Oili Ylihärsila, Director of Health Promotion, Seinäjoki Health Centre

“I am very proud of this programme, but it’s not just the programme that’s achieving good results. It’s the families who have worked hard to change their lifestyles,” says Oili Ylihärsila, Director of Health Promotion, Seinäjoki Health Centre. “Parents are now wiser when it comes to good nutrition and exercise because of our efforts.”

Finnish policies improve child health

Recognizing that most of the factors that influence child and adolescent health lie outside the health sector, Finland is taking a Health in All Policies approach in its Health Care Act by directing cities, like Seinäjoki, to incorporate health into all of their decision-making areas.

“The Government has reformed the Health Care Act to mandate health promotion services and require municipalities to involve all sectors in their plans,” explains Marjaana Pelkonen, Ministerial Advisor, Finnish Ministry of Social Affairs and Health.

Seinäjoki and other municipalities are providing free health care counselling and health examinations of equal quality to all children and their families because of Government Decree 338 enacted under the Health Care Act in 2011. Without the decree, many municipalities would have lacked the resources to hire additional public health nurses and physicians to support their programmes to improve child health.

The National Institute of Health and Welfare, under the Finnish Ministry of Social Affairs and Health, is helping municipalities implement national policies, like the Health Care Act. Municipalities can regularly track their progress on national monitoring websites, share best practices and attend trainings on implementing legislation through a Health In All Policies approach.

Schools teach good health

Because unhealthy eating habits, limited access to healthy food, and lack of physical activity are driving Finland’s childhood obesity epidemic, the country is using schools to improve the health of their pupils.

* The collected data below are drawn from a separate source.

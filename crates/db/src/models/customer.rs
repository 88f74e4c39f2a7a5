//! Customer entity model and DTOs.

use autoshop_core::types::{DbId, Timestamp};
use serde::{Deserialize, Serialize};
use sqlx::FromRow;
use validator::Validate;

/// A customer row from the `customers` table.
#[derive(Debug, Clone, FromRow, Serialize)]
pub struct Customer {
    pub id: DbId,
    pub email: String,
    pub phone_number: String,
    pub first_name: String,
    pub last_name: String,
    pub is_active: bool,
    pub created_at: Timestamp,
    pub updated_at: Timestamp,
}

/// DTO for creating a new customer.
#[derive(Debug, Clone, Deserialize, Validate)]
pub struct CreateCustomer {
    #[validate(email)]
    pub email: String,
    pub phone_number: String,
    #[validate(length(min = 1, max = 100))]
    pub first_name: String,
    #[validate(length(min = 1, max = 100))]
    pub last_name: String,
    /// Defaults to `true` if omitted.
    pub is_active: Option<bool>,
}

/// DTO for updating an existing customer. All fields are optional.
#[derive(Debug, Clone, Default, Deserialize, Validate)]
pub struct UpdateCustomer {
    #[validate(email)]
    pub email: Option<String>,
    pub phone_number: Option<String>,
    #[validate(length(min = 1, max = 100))]
    pub first_name: Option<String>,
    #[validate(length(min = 1, max = 100))]
    pub last_name: Option<String>,
    pub is_active: Option<bool>,
}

Following the Finnish National Nutrition Council dietary guidelines, schools must provide free, healthy lunches to every student. Though the free lunches have been provided since 1948, nutrition has come second.

Finland has also made recommendations to reduce access to sugary, high-fat snacks and drinks in school vending machines and on how foods can be marketed to children. Sweets, chocolate, soft drinks and ice cream are taxed at higher rates throughout the country.

Municipalities are required to ensure health nurses in every school provide free, yearly health examinations for all students and give personalized advice on mental health, healthy eating and physical fitness. Through these services, school nurses are able to monitor the health of the child and the well-being of the entire family.

National policies also require that schools provide obligatory health education classes, physical education and nutrition and cooking lessons.

As a result of these efforts, childhood obesity is starting to stabilize across the country.

“We are doing an excellent job in incorporating health in all policies at the national level, but we still have a long way to go,” says Pelkonen. “We need to ensure all of our more than 300 municipalities are integrating health into all of their plans. All children should receive equal quality health examinations and all parents should be involved in part of these exams no matter in which municipality they live.”

Training countries to implement Health in All Policies

Incorporating a Health In All Policies approach across sectors is often challenging. While countries like Finland are leaders in the field, many governments still lack the capacity and skills necessary to integrate health into all sector plans.

For many years WHO has been helping countries apply a Health in All Policies approach, but gaps still exist.

A new Health in All Policies Training Manual is being used to train health professionals and policy makers in public health institutes, universities, non-governmental organizations, and government and intergovernmental organizations to apply and teach the approach.

It takes time to get the approach up and running, but Finland’s experience is proof that when all sectors think about their impact on health and health equity, it can deliver big results.

“While it was difficult to connect everyone in the beginning, we achieved what we planned because we worked together,” says Ylihärsila. “Our programme is now a city-wide priority and an example for other municipalities in Finland.”